Dataset entries:
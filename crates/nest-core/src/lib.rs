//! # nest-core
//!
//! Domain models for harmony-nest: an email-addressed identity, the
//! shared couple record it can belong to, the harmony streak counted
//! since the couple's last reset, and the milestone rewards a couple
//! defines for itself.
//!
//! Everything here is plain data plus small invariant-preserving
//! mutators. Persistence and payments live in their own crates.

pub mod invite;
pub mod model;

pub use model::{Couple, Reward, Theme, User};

==

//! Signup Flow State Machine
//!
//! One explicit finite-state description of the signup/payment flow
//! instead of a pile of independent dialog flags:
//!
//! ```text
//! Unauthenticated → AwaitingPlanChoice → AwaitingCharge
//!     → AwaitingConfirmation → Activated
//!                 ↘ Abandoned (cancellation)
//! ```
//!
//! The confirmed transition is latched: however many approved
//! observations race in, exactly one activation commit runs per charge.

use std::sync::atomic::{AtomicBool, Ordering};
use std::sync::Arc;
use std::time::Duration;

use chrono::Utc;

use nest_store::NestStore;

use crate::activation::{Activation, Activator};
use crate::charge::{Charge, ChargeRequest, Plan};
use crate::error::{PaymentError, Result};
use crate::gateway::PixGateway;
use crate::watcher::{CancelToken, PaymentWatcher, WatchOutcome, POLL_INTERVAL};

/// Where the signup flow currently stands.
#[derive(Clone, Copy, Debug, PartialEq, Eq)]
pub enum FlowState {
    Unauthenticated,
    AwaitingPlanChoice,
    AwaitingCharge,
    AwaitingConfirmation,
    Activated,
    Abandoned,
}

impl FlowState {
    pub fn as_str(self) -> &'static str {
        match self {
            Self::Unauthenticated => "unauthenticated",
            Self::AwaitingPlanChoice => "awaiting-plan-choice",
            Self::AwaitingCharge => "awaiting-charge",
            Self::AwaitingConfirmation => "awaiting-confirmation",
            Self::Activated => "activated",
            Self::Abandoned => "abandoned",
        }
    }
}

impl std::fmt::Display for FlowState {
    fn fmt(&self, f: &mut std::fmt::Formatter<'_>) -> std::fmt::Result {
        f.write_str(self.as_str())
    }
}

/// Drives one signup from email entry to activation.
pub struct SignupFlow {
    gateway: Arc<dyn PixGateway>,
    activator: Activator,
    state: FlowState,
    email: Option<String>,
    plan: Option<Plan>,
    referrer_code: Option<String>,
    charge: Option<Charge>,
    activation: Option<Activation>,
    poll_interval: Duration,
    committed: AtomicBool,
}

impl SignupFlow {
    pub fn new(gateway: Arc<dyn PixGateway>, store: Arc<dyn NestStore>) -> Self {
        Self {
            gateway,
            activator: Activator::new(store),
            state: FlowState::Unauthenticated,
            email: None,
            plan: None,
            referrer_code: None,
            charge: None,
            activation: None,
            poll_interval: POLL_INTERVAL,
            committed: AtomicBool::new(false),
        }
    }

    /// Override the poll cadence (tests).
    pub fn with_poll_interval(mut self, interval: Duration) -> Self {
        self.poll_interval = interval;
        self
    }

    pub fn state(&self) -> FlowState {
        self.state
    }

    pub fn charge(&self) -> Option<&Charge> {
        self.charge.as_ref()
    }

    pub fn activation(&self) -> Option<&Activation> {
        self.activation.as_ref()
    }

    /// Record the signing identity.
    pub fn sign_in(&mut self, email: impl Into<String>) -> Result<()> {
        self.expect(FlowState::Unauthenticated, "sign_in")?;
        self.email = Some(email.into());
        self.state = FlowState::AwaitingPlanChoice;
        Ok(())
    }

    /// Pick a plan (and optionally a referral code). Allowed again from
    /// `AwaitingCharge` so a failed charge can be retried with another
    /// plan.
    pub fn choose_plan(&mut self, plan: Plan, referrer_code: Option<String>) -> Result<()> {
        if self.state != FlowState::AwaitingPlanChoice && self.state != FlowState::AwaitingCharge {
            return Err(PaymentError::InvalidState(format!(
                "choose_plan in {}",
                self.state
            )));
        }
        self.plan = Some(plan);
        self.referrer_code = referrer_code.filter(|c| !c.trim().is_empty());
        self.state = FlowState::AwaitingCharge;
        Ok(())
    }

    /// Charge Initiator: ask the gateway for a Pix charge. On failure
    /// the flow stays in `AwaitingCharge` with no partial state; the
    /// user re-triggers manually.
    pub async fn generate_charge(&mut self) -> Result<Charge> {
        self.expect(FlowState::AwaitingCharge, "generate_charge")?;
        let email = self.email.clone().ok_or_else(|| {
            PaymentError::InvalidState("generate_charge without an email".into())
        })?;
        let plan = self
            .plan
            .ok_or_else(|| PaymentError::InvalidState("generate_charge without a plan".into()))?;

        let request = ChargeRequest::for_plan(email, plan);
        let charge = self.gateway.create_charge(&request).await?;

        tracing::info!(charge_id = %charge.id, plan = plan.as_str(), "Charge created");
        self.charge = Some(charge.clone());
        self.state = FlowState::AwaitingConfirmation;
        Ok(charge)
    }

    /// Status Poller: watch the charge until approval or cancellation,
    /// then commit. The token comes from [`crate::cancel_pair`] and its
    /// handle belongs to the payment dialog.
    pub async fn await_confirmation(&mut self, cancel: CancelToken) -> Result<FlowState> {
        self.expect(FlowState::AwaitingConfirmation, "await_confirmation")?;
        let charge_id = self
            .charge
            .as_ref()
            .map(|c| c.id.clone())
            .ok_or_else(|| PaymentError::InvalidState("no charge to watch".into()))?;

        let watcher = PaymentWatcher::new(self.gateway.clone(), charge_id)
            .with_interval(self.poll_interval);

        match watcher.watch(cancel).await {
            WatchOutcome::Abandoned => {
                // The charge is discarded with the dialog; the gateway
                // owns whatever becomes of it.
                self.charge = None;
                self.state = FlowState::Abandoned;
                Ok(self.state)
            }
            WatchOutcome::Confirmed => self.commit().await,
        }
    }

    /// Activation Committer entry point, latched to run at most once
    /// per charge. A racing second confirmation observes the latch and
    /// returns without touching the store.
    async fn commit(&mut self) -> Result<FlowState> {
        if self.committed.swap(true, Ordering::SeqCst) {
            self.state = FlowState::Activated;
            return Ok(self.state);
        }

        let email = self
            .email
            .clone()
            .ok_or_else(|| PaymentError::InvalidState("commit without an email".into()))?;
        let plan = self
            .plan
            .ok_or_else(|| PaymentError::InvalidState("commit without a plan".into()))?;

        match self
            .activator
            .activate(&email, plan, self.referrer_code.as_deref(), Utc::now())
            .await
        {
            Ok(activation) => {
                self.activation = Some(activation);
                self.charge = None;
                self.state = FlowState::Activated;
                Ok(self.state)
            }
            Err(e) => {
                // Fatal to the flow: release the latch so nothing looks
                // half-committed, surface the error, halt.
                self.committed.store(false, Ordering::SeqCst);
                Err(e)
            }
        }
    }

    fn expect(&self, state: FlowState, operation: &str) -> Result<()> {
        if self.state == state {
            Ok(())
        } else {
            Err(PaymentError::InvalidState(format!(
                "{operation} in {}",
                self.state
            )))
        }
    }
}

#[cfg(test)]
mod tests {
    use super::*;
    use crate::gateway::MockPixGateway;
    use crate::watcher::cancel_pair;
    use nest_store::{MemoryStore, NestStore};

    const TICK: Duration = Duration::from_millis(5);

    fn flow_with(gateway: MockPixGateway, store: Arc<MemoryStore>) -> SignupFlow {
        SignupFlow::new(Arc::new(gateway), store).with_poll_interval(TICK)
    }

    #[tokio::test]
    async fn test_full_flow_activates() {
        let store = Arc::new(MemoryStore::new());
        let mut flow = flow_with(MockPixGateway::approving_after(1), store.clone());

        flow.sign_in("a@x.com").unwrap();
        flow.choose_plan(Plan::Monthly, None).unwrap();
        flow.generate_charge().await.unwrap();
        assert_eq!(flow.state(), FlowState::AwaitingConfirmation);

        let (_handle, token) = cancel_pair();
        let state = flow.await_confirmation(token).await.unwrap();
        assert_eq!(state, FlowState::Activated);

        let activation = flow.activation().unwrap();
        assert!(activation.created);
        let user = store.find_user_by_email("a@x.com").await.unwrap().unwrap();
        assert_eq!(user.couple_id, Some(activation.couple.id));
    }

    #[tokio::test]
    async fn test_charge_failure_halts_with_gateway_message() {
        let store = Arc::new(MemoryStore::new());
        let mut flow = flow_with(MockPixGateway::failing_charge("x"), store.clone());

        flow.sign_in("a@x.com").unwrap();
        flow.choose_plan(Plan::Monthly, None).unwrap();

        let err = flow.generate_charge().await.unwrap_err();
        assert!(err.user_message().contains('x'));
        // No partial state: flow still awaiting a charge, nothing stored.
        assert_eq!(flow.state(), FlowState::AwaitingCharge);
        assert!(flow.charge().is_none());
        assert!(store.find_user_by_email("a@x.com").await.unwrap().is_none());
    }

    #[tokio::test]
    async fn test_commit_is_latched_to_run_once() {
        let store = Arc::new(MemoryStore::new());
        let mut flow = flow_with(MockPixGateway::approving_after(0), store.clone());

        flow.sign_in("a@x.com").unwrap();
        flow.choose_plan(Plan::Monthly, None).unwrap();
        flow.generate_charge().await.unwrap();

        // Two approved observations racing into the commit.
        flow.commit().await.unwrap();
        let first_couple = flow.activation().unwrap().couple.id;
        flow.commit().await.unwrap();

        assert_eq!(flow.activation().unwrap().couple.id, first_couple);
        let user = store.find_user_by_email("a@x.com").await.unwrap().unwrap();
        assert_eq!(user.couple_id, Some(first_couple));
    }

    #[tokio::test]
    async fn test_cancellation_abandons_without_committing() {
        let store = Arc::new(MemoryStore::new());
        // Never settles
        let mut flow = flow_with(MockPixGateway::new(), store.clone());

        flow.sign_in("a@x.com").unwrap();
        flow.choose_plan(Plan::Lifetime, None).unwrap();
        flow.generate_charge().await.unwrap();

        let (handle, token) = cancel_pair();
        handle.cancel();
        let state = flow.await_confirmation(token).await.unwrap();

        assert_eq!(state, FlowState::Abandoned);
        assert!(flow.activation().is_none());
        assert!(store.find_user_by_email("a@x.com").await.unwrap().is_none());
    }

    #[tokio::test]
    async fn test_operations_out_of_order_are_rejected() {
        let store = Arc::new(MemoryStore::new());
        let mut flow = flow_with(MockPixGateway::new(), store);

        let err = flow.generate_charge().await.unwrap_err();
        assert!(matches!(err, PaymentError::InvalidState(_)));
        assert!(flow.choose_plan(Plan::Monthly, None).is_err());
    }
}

==

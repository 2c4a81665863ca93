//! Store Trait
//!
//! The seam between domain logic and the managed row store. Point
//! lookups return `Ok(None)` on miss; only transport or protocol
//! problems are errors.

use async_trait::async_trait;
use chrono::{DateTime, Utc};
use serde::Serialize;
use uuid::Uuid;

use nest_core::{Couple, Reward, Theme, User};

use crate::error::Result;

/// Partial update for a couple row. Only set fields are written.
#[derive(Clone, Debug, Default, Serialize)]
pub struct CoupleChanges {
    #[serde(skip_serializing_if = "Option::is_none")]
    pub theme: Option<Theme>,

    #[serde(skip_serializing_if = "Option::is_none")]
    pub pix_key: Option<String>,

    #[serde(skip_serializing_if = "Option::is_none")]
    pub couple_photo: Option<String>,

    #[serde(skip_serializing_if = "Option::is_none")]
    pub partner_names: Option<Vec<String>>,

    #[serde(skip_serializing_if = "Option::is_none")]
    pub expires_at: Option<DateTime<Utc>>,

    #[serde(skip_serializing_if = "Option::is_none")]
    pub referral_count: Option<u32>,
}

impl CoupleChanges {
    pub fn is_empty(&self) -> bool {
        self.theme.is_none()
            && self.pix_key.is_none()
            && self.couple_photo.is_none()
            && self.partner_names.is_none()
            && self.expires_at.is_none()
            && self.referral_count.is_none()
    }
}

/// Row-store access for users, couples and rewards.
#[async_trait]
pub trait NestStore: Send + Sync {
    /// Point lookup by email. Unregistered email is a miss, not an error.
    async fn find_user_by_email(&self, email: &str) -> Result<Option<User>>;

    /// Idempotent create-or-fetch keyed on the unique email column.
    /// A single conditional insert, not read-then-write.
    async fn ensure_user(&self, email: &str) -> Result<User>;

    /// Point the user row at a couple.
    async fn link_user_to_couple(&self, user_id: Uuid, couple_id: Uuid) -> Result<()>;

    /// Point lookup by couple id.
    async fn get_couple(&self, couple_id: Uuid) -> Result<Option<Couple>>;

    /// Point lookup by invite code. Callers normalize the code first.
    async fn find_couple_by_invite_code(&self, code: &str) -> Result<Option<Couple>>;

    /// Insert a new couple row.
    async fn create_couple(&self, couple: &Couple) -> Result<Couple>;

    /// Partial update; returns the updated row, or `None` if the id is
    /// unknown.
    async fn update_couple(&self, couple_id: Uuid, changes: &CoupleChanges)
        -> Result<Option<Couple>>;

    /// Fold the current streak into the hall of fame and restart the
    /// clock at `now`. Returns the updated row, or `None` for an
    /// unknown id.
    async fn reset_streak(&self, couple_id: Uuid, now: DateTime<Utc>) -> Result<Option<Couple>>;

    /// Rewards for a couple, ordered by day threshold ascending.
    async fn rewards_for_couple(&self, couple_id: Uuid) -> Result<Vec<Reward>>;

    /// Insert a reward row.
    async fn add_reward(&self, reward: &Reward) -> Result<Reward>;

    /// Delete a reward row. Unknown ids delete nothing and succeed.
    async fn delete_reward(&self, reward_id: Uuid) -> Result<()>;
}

Exercise prompt:
Report each line of the material in which the string "AwaitingConfirmation" occurs.

Response area:
//!     → AwaitingConfirmation → Activated
    AwaitingConfirmation,
            Self::AwaitingConfirmation => "awaiting-confirmation",
        self.state = FlowState::AwaitingConfirmation;
        self.expect(FlowState::AwaitingConfirmation, "await_confirmation")?;
        assert_eq!(flow.state(), FlowState::AwaitingConfirmation);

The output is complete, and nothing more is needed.